Romania: Government To Cut Down Benefits To Aspiring Writers Behind Bars
A Communist era law that lets convicts in Romania cut down on jail sentences in exchange for publishing scientific works will now be amended, as abuse of the law has spiraled out of control, according to Balkan Insight.
The law, originally designed for those not suitable for manual labor, let those behind bars shave 30 days off their sentences for each published work. Justice Minister Raluca Pruna said yesterday that a prisoner would be able to “reduce his or her sentence by only 20 days, whatever the number of books published.”
The law came under scrutiny earlier in the year, as investigators and authorities began to investigate if some, after getting their topic approved by a university professor, were simply paying others to write for them.
From 2007 to 2010, only one book was published per year; however, the number rose to 90 in 2014, and 340 last year, Balkan Insight said. Suspicion arose earlier in the year when investigators noted a 212-page book that was written in less than seven hours, along with a 180-page book written in 12 hours.

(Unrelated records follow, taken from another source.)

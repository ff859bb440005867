use crate::grid::{Grid, WallProperties, WallType};

/// Anything that can answer "may an agent enter (x, y) right now?"
///
/// The pathfinder and movement controller only depend on this trait, so tests
/// and alternative map representations can plug in their own rules.
pub trait Walkability {
    fn can_walk_through(&self, x: i32, y: i32) -> bool;
}

/// Walkability of a single wall occupant.
///
/// Doors follow their live `is_open` flag. Destructible walls block regardless
/// of remaining health.
pub fn is_passable(wall_type: WallType, props: &WallProperties) -> bool {
    match wall_type {
        WallType::Door => props.is_open,
        WallType::None | WallType::Traversable | WallType::Transparent => true,
        WallType::Destructible | WallType::Indestructible => false,
    }
}

impl Walkability for Grid {
    fn can_walk_through(&self, x: i32, y: i32) -> bool {
        // Out of bounds is never walkable
        self.cell(x, y)
            .map(|cell| is_passable(cell.wall_type, &cell.wall_props))
            .unwrap_or(false)
    }
}
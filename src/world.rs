//! The world aggregate: one owner for the grid, the agent and the camera.
//!
//! Front ends (the viewer, the route CLI, tests) drive everything through
//! `GridWorld`; nothing else mutates the grid at runtime.

use log::{debug, info};
use rand::rngs::StdRng;
use rand::SeedableRng;

use crate::agent::Agent;
use crate::config::Config;
use crate::door::{self, reach_distance, InteractOutcome};
use crate::event_log::{EventLog, WorldEvent};
use crate::generate;
use crate::grid::{Grid, Item};
use crate::inventory::{InventoryItem, ItemKind};
use crate::iso::IsoTransform;
use crate::movement::{MoveRequest, Movement, Step};
use crate::pathfinding::{find_path, Position};
use crate::walkability::Walkability;

/// Result of picking up the items on a cell
#[derive(Debug, Clone, Copy, PartialEq, Eq)]
pub enum CollectOutcome {
    /// Number of stacks moved into the backpack
    Collected(usize),
    /// The backpack had no room; everything stayed on the ground
    InventoryFull,
    TooFar,
    /// Nothing lies on that cell
    Nothing,
}

pub struct GridWorld {
    pub grid: Grid,
    pub agent: Agent,
    pub transform: IsoTransform,
    pub config: Config,
    pub log: EventLog,
    tick: u64,
}

impl GridWorld {
    /// Build a world around an existing grid, with the agent at `start`
    pub fn new(grid: Grid, start: Position, config: Config) -> Self {
        let mut agent = Agent::new(start.x, start.y);
        agent.movement = Movement::new(config.movement.revalidate_path);
        for key in &config.map.starting_keys {
            agent.give_key(key.clone());
        }

        let mut transform = config.view.transform();
        transform.center_on(start.x as f64, start.y as f64);

        let mut log = EventLog::new(config.logging.enable_event_log);
        log.record(
            0,
            WorldEvent::MapLoaded {
                size: grid.size(),
                walls: grid.wall_count(),
                doors: grid.door_count(),
            },
        );

        GridWorld {
            grid,
            agent,
            transform,
            config,
            log,
            tick: 0,
        }
    }

    /// Load the configured map (or generate one) and place the agent on the
    /// first walkable cell nearest the map center
    pub fn from_config(config: Config) -> Self {
        let mut rng = match config.map.seed {
            Some(seed) => StdRng::seed_from_u64(seed),
            None => StdRng::from_entropy(),
        };
        let grid = generate::load_or_generate(&config.map.path, config.map.size, &mut rng);
        let start = spawn_point(&grid);
        info!("Agent spawned at ({}, {})", start.x, start.y);
        GridWorld::new(grid, start, config)
    }

    pub fn tick_count(&self) -> u64 {
        self.tick
    }

    fn notice_ticks(&self) -> u32 {
        self.config
            .interaction
            .notice_ticks(self.config.movement.tick_hz)
    }

    /// Plan a route from the agent's cell to `goal` and start following it.
    ///
    /// While the agent is already moving the request is ignored. An
    /// unreachable goal raises the exclamation notice.
    pub fn request_move(&mut self, goal: Position) -> MoveRequest {
        if self.agent.movement.is_moving() {
            debug!("Ignoring move to ({}, {}): agent busy", goal.x, goal.y);
            return MoveRequest::Busy;
        }

        let start = self.agent.cell();
        let path = find_path(&self.grid, start, goal, self.config.movement.connectivity);
        let cells = path.len();
        let request = self.agent.movement.start(path);

        match request {
            MoveRequest::Started => self.log.record(
                self.tick,
                WorldEvent::MovementStarted {
                    goal_x: goal.x,
                    goal_y: goal.y,
                    cells,
                },
            ),
            MoveRequest::Blocked => {
                info!("No route from ({}, {}) to ({}, {})", start.x, start.y, goal.x, goal.y);
                let ticks = self.notice_ticks();
                self.agent.exclaim(ticks);
                self.log.record(
                    self.tick,
                    WorldEvent::MovementBlocked {
                        goal_x: goal.x,
                        goal_y: goal.y,
                    },
                );
            }
            MoveRequest::Busy => {}
        }
        request
    }

    /// Advance the world by one fixed tick
    pub fn tick(&mut self) -> Step {
        self.tick += 1;

        let step = self
            .agent
            .movement
            .advance(self.config.movement.step_fraction, &self.grid);
        self.agent.apply_step(step);

        match step {
            Step::Arrived(pos) => self.log.record(
                self.tick,
                WorldEvent::MovementFinished { x: pos.x, y: pos.y },
            ),
            Step::Interrupted(pos) => {
                let ticks = self.notice_ticks();
                self.agent.exclaim(ticks);
                self.log.record(
                    self.tick,
                    WorldEvent::MovementInterrupted { x: pos.x, y: pos.y },
                );
            }
            Step::Idle | Step::InProgress | Step::Entered(_) => {}
        }

        let (ax, ay) = self.agent.interpolated_position();
        self.transform.follow(ax, ay, self.config.view.camera_easing);
        self.agent.decay_notices();
        step
    }

    /// Use the door at (x, y) from the agent's current position
    pub fn interact(&mut self, x: i32, y: i32) -> Vec<InteractOutcome> {
        let outcomes = door::interact(
            &mut self.grid,
            x,
            y,
            self.agent.interpolated_position(),
            &self.agent.keys,
            self.config.interaction.reach,
        );

        for &outcome in &outcomes {
            self.log
                .record(self.tick, WorldEvent::DoorInteraction { x, y, outcome });
        }
        // The last outcome is the one worth showing ("Opened" after "Unlocked!")
        if let Some(last) = outcomes.last() {
            if *last != InteractOutcome::NotADoor {
                let ticks = self.notice_ticks();
                self.agent.say(last.message(), ticks);
            }
        }
        outcomes
    }

    /// Move the items lying on (x, y) into the backpack
    pub fn collect_items(&mut self, x: i32, y: i32) -> CollectOutcome {
        if self.grid.items_at(x, y).is_empty() {
            return CollectOutcome::Nothing;
        }
        if reach_distance(self.agent.interpolated_position(), x, y) > self.config.interaction.reach {
            return CollectOutcome::TooFar;
        }

        let mut collected = 0;
        let mut left = Vec::new();
        for item in self.grid.take_items(x, y) {
            let stack = InventoryItem::from(&item);
            if self.agent.inventory.add(stack) {
                if let Some(key) = key_name(&item) {
                    self.agent.give_key(item.kind.clone());
                    self.agent.give_key(key);
                }
                collected += 1;
            } else {
                left.push(item);
            }
        }
        for item in left {
            self.grid.add_item(x, y, item);
        }

        let ticks = self.notice_ticks();
        if collected == 0 {
            self.agent.say("Inventory full", ticks);
            return CollectOutcome::InventoryFull;
        }

        info!("Collected {} stack(s) at ({}, {})", collected, x, y);
        self.agent.say("Collected", ticks);
        self.log.record(
            self.tick,
            WorldEvent::ItemsCollected {
                x,
                y,
                stacks: collected,
            },
        );
        CollectOutcome::Collected(collected)
    }

    /// Take `count` of `name` out of the backpack and leave it on (x, y).
    /// Returns false when the cell is out of reach, blocked, or the backpack
    /// holds fewer than `count`.
    pub fn drop_item(&mut self, x: i32, y: i32, name: &str, count: u32) -> bool {
        if count == 0 || !self.grid.can_walk_through(x, y) {
            return false;
        }
        if reach_distance(self.agent.interpolated_position(), x, y) > self.config.interaction.reach {
            return false;
        }
        let Some(kind) = self
            .agent
            .inventory
            .backpack()
            .iter()
            .find(|stack| stack.name == name)
            .map(|stack| stack.kind)
        else {
            return false;
        };
        if !self.agent.inventory.remove(name, kind, count) {
            return false;
        }

        self.grid.add_item(x, y, Item::new(name, count));
        self.log.record(
            self.tick,
            WorldEvent::ItemDropped {
                x,
                y,
                name: name.to_string(),
                count,
            },
        );
        true
    }

    /// Cell under a screen point, if it lies on the map
    pub fn cell_at_screen(&self, screen_x: f64, screen_y: f64) -> Option<Position> {
        let (x, y) = self.transform.screen_to_cell(screen_x, screen_y);
        self.grid.in_bounds(x, y).then(|| Position::new(x, y))
    }

    /// Move towards the cell under a screen point
    pub fn click(&mut self, screen_x: f64, screen_y: f64) -> Option<MoveRequest> {
        let goal = self.cell_at_screen(screen_x, screen_y)?;
        Some(self.request_move(goal))
    }

    /// Turn the agent to face a screen point (mouse hover)
    pub fn face(&mut self, screen_x: f64, screen_y: f64) {
        self.agent.angle = self.transform.facing_angle(screen_x, screen_y);
    }
}

/// Keys found on the ground unlock doors by their id with or without the
/// `key_` prefix
fn key_name(item: &Item) -> Option<String> {
    if ItemKind::classify(&item.kind) != ItemKind::Key {
        return None;
    }
    Some(
        item.kind
            .strip_prefix("key_")
            .unwrap_or(&item.kind)
            .to_string(),
    )
}

/// Walkable cell closest to the map center, scanning outward ring by ring
fn spawn_point(grid: &Grid) -> Position {
    let center = grid.size() / 2;
    for radius in 0..=center + 1 {
        for dx in -radius..=radius {
            for dy in -radius..=radius {
                if dx.abs() != radius && dy.abs() != radius {
                    continue;
                }
                let (x, y) = (center + dx, center + dy);
                if grid.can_walk_through(x, y) {
                    return Position::new(x, y);
                }
            }
        }
    }
    Position::new(center, center)
}
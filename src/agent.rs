use crate::inventory::Inventory;
use crate::movement::{Movement, Step};
use crate::pathfinding::Position;
use std::collections::HashSet;

/// Text or indicator shown above the agent for a limited number of ticks
#[derive(Debug, Clone, PartialEq)]
pub struct Notice {
    pub text: String,
    pub ticks_left: u32,
}

/// The movable player entity
#[derive(Debug, Clone)]
pub struct Agent {
    /// Grid position; fractional only while snapping mid-path
    pub position: (f64, f64),
    /// Facing angle in radians
    pub angle: f64,
    pub keys: HashSet<String>,
    pub inventory: Inventory,
    pub movement: Movement,
    /// Message above the agent ("Opened", "Need Key", ...)
    pub message: Option<Notice>,
    /// "No route" exclamation indicator
    pub exclamation: Option<Notice>,
}

impl Agent {
    pub fn new(x: i32, y: i32) -> Self {
        Agent {
            position: (x as f64, y as f64),
            angle: 0.0,
            keys: HashSet::new(),
            inventory: Inventory::new(),
            movement: Movement::default(),
            message: None,
            exclamation: None,
        }
    }

    /// Cell the agent stands on (floor of its position)
    pub fn cell(&self) -> Position {
        Position::new(
            self.position.0.floor() as i32,
            self.position.1.floor() as i32,
        )
    }

    /// Position for rendering and distance checks, blended while moving
    pub fn interpolated_position(&self) -> (f64, f64) {
        self.movement
            .interpolated_position()
            .unwrap_or(self.position)
    }

    pub fn give_key(&mut self, key: impl Into<String>) {
        self.keys.insert(key.into());
    }

    pub fn has_key(&self, key: &str) -> bool {
        self.keys.contains(key)
    }

    /// Apply a movement step to the discrete position
    pub fn apply_step(&mut self, step: Step) {
        match step {
            Step::Entered(pos) | Step::Arrived(pos) | Step::Interrupted(pos) => {
                self.position = (pos.x as f64, pos.y as f64);
            }
            Step::Idle | Step::InProgress => {}
        }
    }

    pub fn say(&mut self, text: impl Into<String>, ticks: u32) {
        self.message = Some(Notice {
            text: text.into(),
            ticks_left: ticks,
        });
    }

    pub fn exclaim(&mut self, ticks: u32) {
        self.exclamation = Some(Notice {
            text: "!".to_string(),
            ticks_left: ticks,
        });
    }

    /// Count notices down by one tick, dropping expired ones
    pub fn decay_notices(&mut self) {
        for slot in [&mut self.message, &mut self.exclamation] {
            let expired = match slot.as_mut() {
                Some(notice) => {
                    notice.ticks_left = notice.ticks_left.saturating_sub(1);
                    notice.ticks_left == 0
                }
                None => false,
            };
            if expired {
                *slot = None;
            }
        }
    }
}
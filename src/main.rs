use arboard::Clipboard;
use isogrid::save_state::SaveState;
use isogrid::{CollectOutcome, Config, GridWorld, Position, WallType};
use log::{error, info, warn};
use macroquad::prelude::*;

const SAVE_PATH: &str = "save_state.json";

/// Visualization state
struct VisState {
    world: GridWorld,
    /// Seconds not yet consumed by fixed ticks
    accumulator: f32,
}

impl VisState {
    fn new(config: Config) -> Self {
        VisState {
            world: GridWorld::from_config(config),
            accumulator: 0.0,
        }
    }

    fn update(&mut self, frame_time: f32) {
        let tick_len = 1.0 / self.world.config.movement.tick_hz.max(1) as f32;
        self.accumulator += frame_time;
        // Don't spiral after a long stall (window drag, breakpoint)
        self.accumulator = self.accumulator.min(tick_len * 10.0);
        while self.accumulator >= tick_len {
            self.world.tick();
            self.accumulator -= tick_len;
        }
    }

    fn handle_input(&mut self) {
        let (mouse_x, mouse_y) = mouse_position();
        let (mx, my) = (mouse_x as f64, mouse_y as f64);
        self.world.face(mx, my);

        // Left click: walk there
        if is_mouse_button_pressed(MouseButton::Left) {
            self.world.click(mx, my);
        }
        // Right click: use a door or pick up items
        else if is_mouse_button_pressed(MouseButton::Right) {
            if let Some(cell) = self.world.cell_at_screen(mx, my) {
                self.use_cell(cell);
            }
        }

        if is_key_pressed(KeyCode::C) {
            self.copy_to_clipboard();
        }
        if is_key_pressed(KeyCode::S) {
            self.save();
        }
        if is_key_pressed(KeyCode::L) {
            self.load();
        }
    }

    fn use_cell(&mut self, cell: Position) {
        if self.world.grid.wall_type(cell.x, cell.y) == Some(WallType::Door) {
            self.world.interact(cell.x, cell.y);
            return;
        }
        match self.world.collect_items(cell.x, cell.y) {
            CollectOutcome::TooFar => {
                let ticks = self
                    .world
                    .config
                    .interaction
                    .notice_ticks(self.world.config.movement.tick_hz);
                self.world.agent.say("Too far", ticks);
            }
            CollectOutcome::Collected(_) | CollectOutcome::InventoryFull | CollectOutcome::Nothing => {}
        }
    }

    fn save(&self) {
        let state = SaveState::capture(&self.world.grid, &self.world.agent);
        match state.save_to_file(SAVE_PATH) {
            Ok(()) => info!("Saved state to {}", SAVE_PATH),
            Err(e) => error!("Failed to save state: {}", e),
        }
    }

    fn load(&mut self) {
        let result = SaveState::load_from_file(SAVE_PATH)
            .and_then(|state| state.restore(&mut self.world.grid, &mut self.world.agent));
        match result {
            Ok(()) => {
                let (x, y) = self.world.agent.position;
                self.world.transform.center_on(x, y);
                info!("Restored state from {}", SAVE_PATH);
            }
            Err(e) => warn!("Failed to restore state: {}", e),
        }
    }

    fn copy_to_clipboard(&self) {
        let agent = self.world.agent.cell();
        let layout = self.world.grid.layout_string(Some((agent.x, agent.y)));
        match Clipboard::new() {
            Ok(mut clipboard) => {
                if let Err(e) = clipboard.set_text(&layout) {
                    warn!("Failed to copy to clipboard: {}", e);
                } else {
                    info!("Grid layout copied to clipboard");
                    // Keep clipboard alive for a moment to ensure clipboard managers can capture it
                    std::thread::sleep(std::time::Duration::from_millis(100));
                }
            }
            Err(e) => {
                warn!("Failed to access clipboard: {}", e);
            }
        }
    }

    fn screen(&self, tile_x: f64, tile_y: f64) -> Vec2 {
        let (x, y) = self.world.transform.tile_to_screen(tile_x, tile_y);
        vec2(x as f32, y as f32)
    }

    fn draw_diamond(&self, x: i32, y: i32, color: Color) {
        let (fx, fy) = (x as f64, y as f64);
        let top = self.screen(fx, fy);
        let right = self.screen(fx + 1.0, fy);
        let bottom = self.screen(fx + 1.0, fy + 1.0);
        let left = self.screen(fx, fy + 1.0);
        draw_triangle(top, right, bottom, color);
        draw_triangle(top, bottom, left, color);
    }

    fn cell_color(&self, x: i32, y: i32) -> Option<Color> {
        let cell = self.world.grid.cell(x, y)?;
        let color = match cell.wall_type {
            WallType::Door if cell.wall_props.is_open => Color::from_rgba(150, 110, 60, 255),
            WallType::Door if cell.wall_props.is_locked => Color::from_rgba(170, 40, 40, 255),
            WallType::Door => Color::from_rgba(110, 70, 30, 255),
            WallType::Destructible => {
                let shade = 60 + cell.wall_props.health / 3;
                Color::from_rgba(shade, shade, shade + 20, 255)
            }
            WallType::Indestructible => Color::from_rgba(40, 40, 50, 255),
            WallType::Traversable | WallType::Transparent => Color::from_rgba(70, 120, 140, 255),
            WallType::None => {
                // Vary the floor a little by its id
                let tint = (cell.floor_id.max(0) % 8) as u8 * 4;
                Color::from_rgba(60 + tint, 90 + tint, 60, 255)
            }
        };
        Some(color)
    }

    fn draw(&self) {
        clear_background(Color::from_rgba(30, 30, 30, 255));

        let size = self.world.grid.size();
        let (width, height) = (screen_width(), screen_height());
        let margin = self.world.transform.tile_width as f32;

        for y in 0..size {
            for x in 0..size {
                let top = self.screen(x as f64, y as f64);
                if top.x < -margin || top.x > width + margin || top.y < -margin || top.y > height + margin {
                    continue;
                }
                if let Some(color) = self.cell_color(x, y) {
                    self.draw_diamond(x, y, color);
                }
                if !self.world.grid.items_at(x, y).is_empty() {
                    let center = self.screen(x as f64 + 0.5, y as f64 + 0.5);
                    draw_circle(center.x, center.y, 4.0, GOLD);
                }
            }
        }

        // Hovered cell
        let (mouse_x, mouse_y) = mouse_position();
        if let Some(cell) = self.world.cell_at_screen(mouse_x as f64, mouse_y as f64) {
            self.draw_diamond(cell.x, cell.y, Color::from_rgba(255, 255, 255, 40));
        }

        // Remaining path
        for pos in self.world.agent.movement.remaining_path().iter().skip(1) {
            let center = self.screen(pos.x as f64 + 0.5, pos.y as f64 + 0.5);
            draw_circle(center.x, center.y, 3.0, SKYBLUE);
        }

        // Agent
        let (ax, ay) = self.world.agent.interpolated_position();
        let agent = self.screen(ax + 0.5, ay + 0.5);
        draw_circle(agent.x, agent.y, 9.0, BLUE);
        let angle = self.world.agent.angle as f32;
        draw_line(
            agent.x,
            agent.y,
            agent.x + angle.cos() * 16.0,
            agent.y + angle.sin() * 16.0,
            2.0,
            WHITE,
        );
        if let Some(notice) = &self.world.agent.exclamation {
            draw_text(&notice.text, agent.x - 4.0, agent.y - 30.0, 32.0, YELLOW);
        }
        if let Some(notice) = &self.world.agent.message {
            let dims = measure_text(&notice.text, None, 20, 1.0);
            draw_text(&notice.text, agent.x - dims.width / 2.0, agent.y - 16.0, 20.0, WHITE);
        }

        // Draw info
        let cell = self.world.agent.cell();
        let mut keys: Vec<&str> = self.world.agent.keys.iter().map(String::as_str).collect();
        keys.sort();
        let info = format!(
            "Agent: ({}, {})  Tick: {}\nKeys: {}\nBackpack: {}/{}\nLeft click: walk  Right click: door / pick up\nC: copy layout  S: save  L: load  Esc: quit",
            cell.x,
            cell.y,
            self.world.tick_count(),
            keys.join(", "),
            self.world.agent.inventory.backpack().len(),
            isogrid::inventory::BACKPACK_CAPACITY,
        );
        for (i, line) in info.lines().enumerate() {
            draw_text(line, 10.0, 20.0 + i as f32 * 20.0, 20.0, WHITE);
        }
    }
}

fn window_conf() -> Conf {
    let config = Config::load();
    Conf {
        window_title: config.view.window_title.clone(),
        window_width: config.view.viewport_width as i32,
        window_height: config.view.viewport_height as i32,
        ..Default::default()
    }
}

#[macroquad::main(window_conf)]
async fn main() {
    let config = Config::load();
    env_logger::Builder::from_env(env_logger::Env::default().default_filter_or(config.logging.level.as_str()))
        .init();

    let event_log_path = config.logging.event_log_path.clone();
    let save_event_log = config.logging.enable_event_log;
    let mut state = VisState::new(config);

    loop {
        state.handle_input();
        state.update(get_frame_time());

        // Close window on Escape
        if is_key_pressed(KeyCode::Escape) {
            break;
        }

        state.draw();

        next_frame().await
    }

    if save_event_log {
        match state.world.log.save_to_file(&event_log_path) {
            Ok(()) => info!("Event log written to {}\n{}", event_log_path, state.world.log.summary()),
            Err(e) => error!("Failed to write event log: {}", e),
        }
    }
}
use crate::pathfinding::Position;
use crate::walkability::Walkability;
use log::{debug, info};

/// Progress added per tick by default: 20 ticks per tile
pub const DEFAULT_STEP_FRACTION: f64 = 0.05;

// Tolerance when comparing accumulated progress against 1.0
const PROGRESS_EPSILON: f64 = 1e-9;

/// Result of asking the controller to follow a path
#[derive(Debug, Clone, Copy, PartialEq, Eq)]
pub enum MoveRequest {
    Started,
    /// The path was empty: no route to the requested cell
    Blocked,
    /// Already moving; the request was ignored
    Busy,
}

/// What a single tick did
#[derive(Debug, Clone, Copy, PartialEq, Eq)]
pub enum Step {
    Idle,
    /// Still between two cells
    InProgress,
    /// Reached the next cell of the path
    Entered(Position),
    /// Reached the final cell; the controller is idle again
    Arrived(Position),
    /// The next cell became unwalkable; stopped on the current one
    Interrupted(Position),
}

#[derive(Debug, Clone, PartialEq)]
enum State {
    Idle,
    Moving {
        path: Vec<Position>,
        /// Index of the cell the agent is leaving
        index: usize,
        /// Fraction of the current segment covered, in [0, 1)
        progress: f64,
    },
}

/// Drives an agent along a precomputed path in fixed-fraction ticks
#[derive(Debug, Clone, PartialEq)]
pub struct Movement {
    state: State,
    /// Check walkability of each cell before entering it
    pub revalidate: bool,
}

impl Default for Movement {
    fn default() -> Self {
        Movement::new(false)
    }
}

impl Movement {
    pub fn new(revalidate: bool) -> Self {
        Movement {
            state: State::Idle,
            revalidate,
        }
    }

    pub fn is_moving(&self) -> bool {
        matches!(self.state, State::Moving { .. })
    }

    /// Begin following `path` (start cell first).
    ///
    /// Requests made while already moving are ignored; the current path is
    /// followed until arrival.
    pub fn start(&mut self, path: Vec<Position>) -> MoveRequest {
        if self.is_moving() {
            debug!("Movement request ignored: already moving");
            return MoveRequest::Busy;
        }
        if path.is_empty() {
            return MoveRequest::Blocked;
        }
        if let Some(goal) = path.last() {
            info!("Movement started towards ({}, {})", goal.x, goal.y);
        }
        self.state = State::Moving {
            path,
            index: 0,
            progress: 0.0,
        };
        MoveRequest::Started
    }

    /// Abandon the current path, leaving the agent on `current_cell`
    pub fn cancel(&mut self) {
        self.state = State::Idle;
    }

    /// Advance by `fraction` of a tile. `world` is consulted only when
    /// re-validation is enabled.
    pub fn advance<W: Walkability + ?Sized>(&mut self, fraction: f64, world: &W) -> Step {
        let revalidate = self.revalidate;
        let State::Moving {
            path,
            index,
            progress,
        } = &mut self.state
        else {
            return Step::Idle;
        };

        // Single-cell path: already there
        if *index + 1 >= path.len() {
            let goal = path[path.len() - 1];
            self.state = State::Idle;
            info!("Movement finished at ({}, {})", goal.x, goal.y);
            return Step::Arrived(goal);
        }

        if revalidate && *progress == 0.0 {
            let next = path[*index + 1];
            if !world.can_walk_through(next.x, next.y) {
                let here = path[*index];
                debug!(
                    "Path blocked at ({}, {}); stopping at ({}, {})",
                    next.x, next.y, here.x, here.y
                );
                self.state = State::Idle;
                return Step::Interrupted(here);
            }
        }

        *progress += fraction;
        if *progress + PROGRESS_EPSILON < 1.0 {
            return Step::InProgress;
        }

        *progress = 0.0;
        *index += 1;
        let reached = path[*index];
        if *index + 1 >= path.len() {
            self.state = State::Idle;
            info!("Movement finished at ({}, {})", reached.x, reached.y);
            return Step::Arrived(reached);
        }
        Step::Entered(reached)
    }

    /// Cell the agent last fully occupied along the path
    pub fn current_cell(&self) -> Option<Position> {
        match &self.state {
            State::Moving { path, index, .. } => path.get(*index).copied(),
            State::Idle => None,
        }
    }

    /// Remaining path including the cell currently being left
    pub fn remaining_path(&self) -> &[Position] {
        match &self.state {
            State::Moving { path, index, .. } => &path[*index..],
            State::Idle => &[],
        }
    }

    pub fn goal(&self) -> Option<Position> {
        match &self.state {
            State::Moving { path, .. } => path.last().copied(),
            State::Idle => None,
        }
    }

    /// Linear blend between the current cell and the next one
    pub fn interpolated_position(&self) -> Option<(f64, f64)> {
        match &self.state {
            State::Moving {
                path,
                index,
                progress,
            } => {
                let from = path.get(*index)?;
                let to = path.get(*index + 1).unwrap_or(from);
                Some((
                    from.x as f64 + (to.x - from.x) as f64 * progress,
                    from.y as f64 + (to.y - from.y) as f64 * progress,
                ))
            }
            State::Idle => None,
        }
    }
}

Journalists have said that rich prisoners hire outside academics or ghostwriters to write the works, and then the prisoners copy them out by hand after they are smuggled into the jail, according to The Economist. A parole board with no guidance or expertise then decides if the work merits a reduced sentence.
The overall system, which some experts call discriminatory, is not seen in any other EU country.
Businessman and former football boss Gigi Becali said recently that he had a ghostwriter pen two books for him, one about pilgrimages to Mount Athos and another about managing a football team.
Forbes wrote about a rumor that some were even preparing books in advance of their punishments, planning to produce them once they got to jail.
Businessman George Copos was released last year after serving only around 400 days of a four-year jail sentence. Copos, whose writing about history and tourism shortened his sentence by 150 days, was prosecuted in May for allegedly plagiarizing a thesis by a master’s student, Balkan Insight reported.
Forbes reported that the student said that Copos would not have been able to access the documents he used. Aspiring writers who are behind bars have to rely on family and friends to photocopy reference pages, as they do not have access to the internet or other books.
Allegations of plagiarism have hit all levels of Romanian society, and led to the resignation of Education Minister Ioan Mang in 2012. Former Prime Minister Victor Ponta gave up his PhD in 2014 after he was accused of copying more than half of his thesis, Reuters reported. He said that he should have cited sources in the footnotes, instead of just in the bibliography.